/---

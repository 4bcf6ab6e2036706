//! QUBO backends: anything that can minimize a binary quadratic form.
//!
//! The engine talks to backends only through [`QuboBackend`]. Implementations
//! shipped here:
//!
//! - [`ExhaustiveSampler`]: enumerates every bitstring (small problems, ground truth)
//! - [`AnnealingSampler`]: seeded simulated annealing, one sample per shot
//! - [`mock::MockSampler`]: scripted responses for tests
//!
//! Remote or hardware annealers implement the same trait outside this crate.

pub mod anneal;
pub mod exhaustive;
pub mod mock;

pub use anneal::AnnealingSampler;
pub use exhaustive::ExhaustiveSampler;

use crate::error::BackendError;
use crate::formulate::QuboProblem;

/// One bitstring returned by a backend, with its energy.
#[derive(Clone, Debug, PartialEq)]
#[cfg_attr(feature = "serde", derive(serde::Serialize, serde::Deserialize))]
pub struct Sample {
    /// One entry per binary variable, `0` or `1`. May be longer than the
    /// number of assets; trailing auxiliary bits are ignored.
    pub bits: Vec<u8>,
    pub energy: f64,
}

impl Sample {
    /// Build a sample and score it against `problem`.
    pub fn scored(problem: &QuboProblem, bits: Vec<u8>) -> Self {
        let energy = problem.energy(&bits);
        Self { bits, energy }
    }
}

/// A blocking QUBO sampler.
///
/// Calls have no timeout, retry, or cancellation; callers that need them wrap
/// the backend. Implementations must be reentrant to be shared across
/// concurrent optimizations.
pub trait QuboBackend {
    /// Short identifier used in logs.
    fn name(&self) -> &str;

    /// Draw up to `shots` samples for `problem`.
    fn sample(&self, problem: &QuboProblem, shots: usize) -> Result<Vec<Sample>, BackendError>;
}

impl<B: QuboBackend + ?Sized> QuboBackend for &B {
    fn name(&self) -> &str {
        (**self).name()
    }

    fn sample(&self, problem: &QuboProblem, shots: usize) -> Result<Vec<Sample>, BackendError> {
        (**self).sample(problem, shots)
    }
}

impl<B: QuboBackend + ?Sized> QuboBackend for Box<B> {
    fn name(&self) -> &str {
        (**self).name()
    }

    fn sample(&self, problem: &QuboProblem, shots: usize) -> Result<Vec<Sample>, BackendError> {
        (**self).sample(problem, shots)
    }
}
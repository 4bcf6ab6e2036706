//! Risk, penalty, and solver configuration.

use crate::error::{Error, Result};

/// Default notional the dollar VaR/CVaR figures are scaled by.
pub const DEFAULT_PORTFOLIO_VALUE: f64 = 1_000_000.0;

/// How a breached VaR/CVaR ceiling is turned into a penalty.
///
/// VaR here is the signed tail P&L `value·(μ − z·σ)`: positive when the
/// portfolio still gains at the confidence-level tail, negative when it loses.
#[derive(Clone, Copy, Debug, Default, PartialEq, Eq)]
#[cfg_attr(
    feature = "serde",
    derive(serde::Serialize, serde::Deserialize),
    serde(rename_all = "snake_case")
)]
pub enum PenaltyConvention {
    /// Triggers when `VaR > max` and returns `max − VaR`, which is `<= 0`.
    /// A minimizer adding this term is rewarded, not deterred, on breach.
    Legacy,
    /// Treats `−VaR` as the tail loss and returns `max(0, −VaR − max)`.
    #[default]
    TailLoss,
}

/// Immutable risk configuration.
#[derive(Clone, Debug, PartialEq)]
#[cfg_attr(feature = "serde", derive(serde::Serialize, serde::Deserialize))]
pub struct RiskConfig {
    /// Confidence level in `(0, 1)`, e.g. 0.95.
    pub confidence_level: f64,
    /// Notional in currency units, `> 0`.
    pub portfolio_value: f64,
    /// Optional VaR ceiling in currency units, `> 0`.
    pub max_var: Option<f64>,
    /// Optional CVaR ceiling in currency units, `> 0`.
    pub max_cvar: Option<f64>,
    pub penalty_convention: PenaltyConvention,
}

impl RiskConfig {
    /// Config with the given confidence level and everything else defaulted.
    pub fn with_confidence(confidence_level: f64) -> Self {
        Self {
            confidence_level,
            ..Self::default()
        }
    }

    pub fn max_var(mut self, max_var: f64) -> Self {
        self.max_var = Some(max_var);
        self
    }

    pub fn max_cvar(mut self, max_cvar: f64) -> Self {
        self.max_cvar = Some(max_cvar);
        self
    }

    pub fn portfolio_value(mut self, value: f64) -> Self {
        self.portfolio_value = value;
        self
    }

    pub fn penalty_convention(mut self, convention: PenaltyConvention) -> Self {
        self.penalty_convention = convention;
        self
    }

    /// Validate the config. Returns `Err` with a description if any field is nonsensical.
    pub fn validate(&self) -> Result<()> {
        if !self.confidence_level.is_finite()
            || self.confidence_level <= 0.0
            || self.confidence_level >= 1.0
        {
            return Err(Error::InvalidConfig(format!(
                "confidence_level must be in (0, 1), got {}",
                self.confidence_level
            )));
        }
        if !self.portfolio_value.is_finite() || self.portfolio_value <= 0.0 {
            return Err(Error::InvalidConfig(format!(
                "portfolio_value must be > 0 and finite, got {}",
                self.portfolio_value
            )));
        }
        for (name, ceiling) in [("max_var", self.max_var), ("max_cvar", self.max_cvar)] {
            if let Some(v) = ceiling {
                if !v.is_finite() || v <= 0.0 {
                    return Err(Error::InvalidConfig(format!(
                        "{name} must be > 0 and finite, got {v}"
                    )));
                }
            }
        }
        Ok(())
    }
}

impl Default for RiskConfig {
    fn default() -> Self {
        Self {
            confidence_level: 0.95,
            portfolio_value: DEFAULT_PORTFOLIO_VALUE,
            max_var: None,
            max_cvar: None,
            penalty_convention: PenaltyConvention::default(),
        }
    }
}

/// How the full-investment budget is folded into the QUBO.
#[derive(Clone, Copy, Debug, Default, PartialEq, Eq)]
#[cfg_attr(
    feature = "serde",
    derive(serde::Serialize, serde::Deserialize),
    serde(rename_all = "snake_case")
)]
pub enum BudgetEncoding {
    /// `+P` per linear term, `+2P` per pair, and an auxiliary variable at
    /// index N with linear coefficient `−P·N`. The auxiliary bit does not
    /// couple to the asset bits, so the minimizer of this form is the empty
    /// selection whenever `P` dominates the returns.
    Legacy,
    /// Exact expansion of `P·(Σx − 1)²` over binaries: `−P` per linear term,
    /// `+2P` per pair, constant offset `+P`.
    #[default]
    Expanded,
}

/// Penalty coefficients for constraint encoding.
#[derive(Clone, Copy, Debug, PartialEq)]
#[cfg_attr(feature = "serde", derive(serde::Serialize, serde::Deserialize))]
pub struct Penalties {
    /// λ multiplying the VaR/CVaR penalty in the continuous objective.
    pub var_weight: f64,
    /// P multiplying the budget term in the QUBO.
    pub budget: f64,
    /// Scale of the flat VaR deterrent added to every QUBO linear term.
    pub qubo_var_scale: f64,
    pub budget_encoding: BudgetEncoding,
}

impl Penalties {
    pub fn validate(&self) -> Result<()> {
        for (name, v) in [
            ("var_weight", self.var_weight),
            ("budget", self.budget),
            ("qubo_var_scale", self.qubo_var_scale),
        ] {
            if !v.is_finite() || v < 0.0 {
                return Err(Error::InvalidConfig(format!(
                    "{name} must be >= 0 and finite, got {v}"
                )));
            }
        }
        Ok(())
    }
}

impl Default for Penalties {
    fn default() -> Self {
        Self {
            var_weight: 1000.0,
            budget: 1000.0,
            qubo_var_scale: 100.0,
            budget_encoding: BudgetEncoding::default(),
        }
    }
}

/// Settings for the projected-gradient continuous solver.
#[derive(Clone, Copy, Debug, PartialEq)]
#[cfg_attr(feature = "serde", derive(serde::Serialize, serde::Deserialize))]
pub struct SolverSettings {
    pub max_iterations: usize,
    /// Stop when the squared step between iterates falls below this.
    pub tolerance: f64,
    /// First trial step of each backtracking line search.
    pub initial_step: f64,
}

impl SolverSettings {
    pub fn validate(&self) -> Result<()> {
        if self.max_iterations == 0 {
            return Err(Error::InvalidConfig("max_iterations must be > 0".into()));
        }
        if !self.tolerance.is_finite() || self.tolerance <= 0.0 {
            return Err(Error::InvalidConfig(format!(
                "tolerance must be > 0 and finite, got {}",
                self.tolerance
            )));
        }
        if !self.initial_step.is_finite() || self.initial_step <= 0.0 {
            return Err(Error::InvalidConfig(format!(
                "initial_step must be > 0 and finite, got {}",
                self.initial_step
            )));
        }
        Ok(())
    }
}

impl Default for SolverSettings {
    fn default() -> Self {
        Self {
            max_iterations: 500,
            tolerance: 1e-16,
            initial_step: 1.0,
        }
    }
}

\---
/---

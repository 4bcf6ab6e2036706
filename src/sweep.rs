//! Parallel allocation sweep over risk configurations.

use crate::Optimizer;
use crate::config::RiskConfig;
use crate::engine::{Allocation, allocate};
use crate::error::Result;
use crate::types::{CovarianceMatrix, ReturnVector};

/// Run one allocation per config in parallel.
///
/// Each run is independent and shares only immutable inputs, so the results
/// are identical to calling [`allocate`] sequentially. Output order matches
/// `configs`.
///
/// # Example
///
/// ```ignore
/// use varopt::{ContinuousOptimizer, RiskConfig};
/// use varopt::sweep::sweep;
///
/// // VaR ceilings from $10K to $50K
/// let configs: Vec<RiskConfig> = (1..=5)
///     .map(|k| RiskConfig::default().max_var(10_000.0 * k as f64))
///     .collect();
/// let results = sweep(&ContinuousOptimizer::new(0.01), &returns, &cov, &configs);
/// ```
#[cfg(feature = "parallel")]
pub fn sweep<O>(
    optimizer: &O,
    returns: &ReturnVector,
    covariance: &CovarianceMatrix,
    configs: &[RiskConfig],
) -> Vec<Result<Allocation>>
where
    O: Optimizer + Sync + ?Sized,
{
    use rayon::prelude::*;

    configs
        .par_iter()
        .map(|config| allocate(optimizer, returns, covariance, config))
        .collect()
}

\---

Report only how many lines in the entries above contain the string "BudgetEncoding".

> _Your solution_:
3